Introduction: Patient selection and time on treatment with abiraterone for de novo metastatic castration sensitive prostate cancer (mCSPC) may be different in clinical practice compared to randomised clinical trials, since men in RCTs are generally younger and fitter than men treated in clinical practise. However, to date there are no data on time on treatment with abiraterone in men with de novo mCSPC from clinical practise.
Methods: In this nation-wide population-based study, The National Prostate Cancer Register of Sweden was linked to the Patient Register and the Prescribed Drug Register. We estimated time on treatment with abiraterone in men with de novo mCSPC who had been diagnosed between 1 June 2018 and 31 December 2019. The cumulative incidence of treatment discontinuation was calculated considering death as competing risk.

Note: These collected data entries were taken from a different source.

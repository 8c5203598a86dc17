//! HTTP client for the tour processing service

use serde::Deserialize;
use thiserror::Error;
use vtour_common::models::{Photo, Room, Tour, TourPatch};

use crate::state::PendingFile;

/// Client-side request failures
#[derive(Debug, Error)]
pub enum ClientError {
    /// Transport-level failure
    #[error("request failed: {0}")]
    Http(#[from] reqwest::Error),

    /// The server does not know the requested resource
    #[error("not found: {0}")]
    NotFound(String),

    /// The server rejected the request (validation, upload limits, ...)
    #[error("server rejected the request ({status}): {message}")]
    Rejected { status: u16, message: String },
}

#[derive(Debug, Deserialize)]
struct ErrorBody {
    error: ErrorDetail,
}

#[derive(Debug, Deserialize)]
struct ErrorDetail {
    message: String,
}

#[derive(Debug, Deserialize)]
struct UploadPhotosResponse {
    photos: Vec<Photo>,
}

/// Thin typed wrapper over the service's HTTP surface
#[derive(Debug, Clone)]
pub struct TourClient {
    http: reqwest::Client,
    base_url: String,
}

impl TourClient {
    pub fn new(base_url: impl Into<String>) -> Self {
        Self {
            http: reqwest::Client::new(),
            base_url: base_url.into(),
        }
    }

    /// POST /api/tours
    pub async fn create_tour(&self, title: &str) -> Result<Tour, ClientError> {
        let response = self
            .http
            .post(format!("{}/api/tours", self.base_url))
            .json(&serde_json::json!({ "title": title, "status": "uploading" }))
            .send()
            .await?;
        Self::parse(response).await
    }

    /// GET /api/tours/:id
    pub async fn tour(&self, id: i64) -> Result<Tour, ClientError> {
        let response = self
            .http
            .get(format!("{}/api/tours/{id}", self.base_url))
            .send()
            .await?;
        Self::parse(response).await
    }

    /// GET /api/tours/:id/rooms
    pub async fn rooms(&self, id: i64) -> Result<Vec<Room>, ClientError> {
        let response = self
            .http
            .get(format!("{}/api/tours/{id}/rooms", self.base_url))
            .send()
            .await?;
        Self::parse(response).await
    }

    /// GET /api/tours/:id/photos
    pub async fn photos(&self, id: i64) -> Result<Vec<Photo>, ClientError> {
        let response = self
            .http
            .get(format!("{}/api/tours/{id}/photos", self.base_url))
            .send()
            .await?;
        Self::parse(response).await
    }

    /// PATCH /api/tours/:id
    pub async fn patch_tour(&self, id: i64, patch: &TourPatch) -> Result<Tour, ClientError> {
        let response = self
            .http
            .patch(format!("{}/api/tours/{id}", self.base_url))
            .json(patch)
            .send()
            .await?;
        Self::parse(response).await
    }

    /// POST /api/tours/:id/photos
    ///
    /// Uploads the queued files as one multipart request under the `photos`
    /// field and returns the created photo records.
    pub async fn upload_photos(
        &self,
        id: i64,
        files: Vec<PendingFile>,
    ) -> Result<Vec<Photo>, ClientError> {
        let mut form = reqwest::multipart::Form::new();
        for file in files {
            let part = reqwest::multipart::Part::bytes(file.bytes)
                .file_name(file.name)
                .mime_str(&file.mime)?;
            form = form.part("photos", part);
        }

        let response = self
            .http
            .post(format!("{}/api/tours/{id}/photos", self.base_url))
            .multipart(form)
            .send()
            .await?;
        let body: UploadPhotosResponse = Self::parse(response).await?;
        Ok(body.photos)
    }

    /// Map error statuses to typed failures, decode success bodies
    async fn parse<T: serde::de::DeserializeOwned>(
        response: reqwest::Response,
    ) -> Result<T, ClientError> {
        let status = response.status();
        if status.is_success() {
            return Ok(response.json().await?);
        }

        let message = response
            .json::<ErrorBody>()
            .await
            .map(|body| body.error.message)
            .unwrap_or_else(|_| status.to_string());

        if status == reqwest::StatusCode::NOT_FOUND {
            Err(ClientError::NotFound(message))
        } else {
            Err(ClientError::Rejected {
                status: status.as_u16(),
                message,
            })
        }
    }
}
//! Room listing handler
//!
//! GET /api/tours/:id/rooms. Clients poll this once the tour is processing
//! and adopt the list into the viewer when the tour completes.

use axum::{
    extract::{Path, State},
    routing::get,
    Json, Router,
};
use vtour_common::models::Room;

use crate::{error::ApiResult, AppState};

/// GET /api/tours/:id/rooms
///
/// Empty array when the pipeline has not fabricated rooms yet (or the tour
/// does not exist).
pub async fn list_rooms(
    State(state): State<AppState>,
    Path(tour_id): Path<i64>,
) -> ApiResult<Json<Vec<Room>>> {
    Ok(Json(state.store.rooms_by_tour(tour_id).await))
}

/// Build room routes
pub fn room_routes() -> Router<AppState> {
    Router::new().route("/api/tours/:id/rooms", get(list_rooms))
}
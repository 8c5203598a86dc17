//! Pipeline run supervision
//!
//! **[TPS-WF-040]** Runs are never fire-and-forget: every spawned pipeline
//! task is tracked here with its cancellation token, so the process can
//! cancel runs, join them on shutdown, and surface failures through the
//! health endpoint instead of losing them in a detached timer.
//!
//! The supervisor is also the at-most-once guard: a second trigger for a
//! tour whose run is still in flight is refused rather than overlapped.

use std::collections::HashMap;
use std::sync::Arc;

use thiserror::Error;
use tokio::sync::RwLock;
use tokio::task::JoinHandle;
use tokio_util::sync::CancellationToken;

use super::PipelineOrchestrator;

/// Reasons a run could not be started
#[derive(Debug, Error, PartialEq, Eq)]
pub enum StartError {
    /// A run for this tour is still in flight
    #[error("pipeline already running for tour {0}")]
    AlreadyRunning(i64),
}

struct RunHandle {
    token: CancellationToken,
    handle: JoinHandle<()>,
}

/// Tracks at most one pipeline run per tour
pub struct PipelineSupervisor {
    runs: RwLock<HashMap<i64, RunHandle>>,
    last_error: Arc<RwLock<Option<String>>>,
}

impl PipelineSupervisor {
    /// `last_error` is shared with the application state so the health
    /// endpoint can report the most recent pipeline failure.
    pub fn new(last_error: Arc<RwLock<Option<String>>>) -> Self {
        Self {
            runs: RwLock::new(HashMap::new()),
            last_error,
        }
    }

    /// Spawn a supervised run for `tour_id`
    ///
    /// Refuses to overlap a run that is still in flight. A finished run's
    /// slot is reclaimed, so a tour can be processed again after a later
    /// upload.
    pub async fn start(
        &self,
        tour_id: i64,
        orchestrator: PipelineOrchestrator,
    ) -> Result<(), StartError> {
        let mut runs = self.runs.write().await;
        if let Some(existing) = runs.get(&tour_id) {
            if !existing.handle.is_finished() {
                return Err(StartError::AlreadyRunning(tour_id));
            }
        }

        let token = CancellationToken::new();
        let run_token = token.clone();
        let last_error = Arc::clone(&self.last_error);
        let handle = tokio::spawn(async move {
            if let Err(e) = orchestrator.execute(tour_id, run_token).await {
                tracing::error!(tour_id, error = %e, "Processing pipeline failed");
                orchestrator.handle_failure(tour_id, &format!("{e:#}")).await;
                *last_error.write().await = Some(format!("tour {tour_id}: {e:#}"));
            }
        });

        runs.insert(tour_id, RunHandle { token, handle });
        Ok(())
    }

    /// Whether a run for `tour_id` is still in flight
    pub async fn is_running(&self, tour_id: i64) -> bool {
        self.runs
            .read()
            .await
            .get(&tour_id)
            .map(|run| !run.handle.is_finished())
            .unwrap_or(false)
    }

    /// Request cancellation of an in-flight run; returns whether one existed
    pub async fn cancel(&self, tour_id: i64) -> bool {
        match self.runs.read().await.get(&tour_id) {
            Some(run) if !run.handle.is_finished() => {
                run.token.cancel();
                true
            }
            _ => false,
        }
    }

    /// Wait for the run of `tour_id` (if any) to finish
    pub async fn wait(&self, tour_id: i64) {
        let run = self.runs.write().await.remove(&tour_id);
        if let Some(run) = run {
            if let Err(e) = run.handle.await {
                tracing::error!(tour_id, error = %e, "Pipeline task panicked");
            }
        }
    }

    /// Drain every tracked run; called on shutdown
    pub async fn join_all(&self) {
        let runs: Vec<(i64, RunHandle)> = self.runs.write().await.drain().collect();
        for (tour_id, run) in runs {
            if let Err(e) = run.handle.await {
                tracing::error!(tour_id, error = %e, "Pipeline task panicked");
            }
        }
    }
}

Results: Out of 1511 men with de novo mCSPC diagnosed during the study period, 12% initiated treatment with abiraterone within 6 months from prostate cancer diagnosis. These men were younger, had higher Gleason score, higher prostate-specific antigen, but less comorbidity, compared to men with de novo mCSPC not treated with abiraterone. After a median follow-up of 14 months, the median time on treatment with abiraterone was 14 months, which is substantially shorter compared to median time on treatment of 26 -33 months reported in RCTs. The shorter time on treatment did not appear to be due to high mortality.
Conclusions: During the early post marketing period, the time on treatment with abiraterone for de novo metastatic castration sensitive prostate cancer was almost two-fold shorter compared to what was reported from RCTs. Further studies are warranted to investigate the reasons for discontinuation of abiraterone and to investigate the consequences of the shorter treatment time on outcome.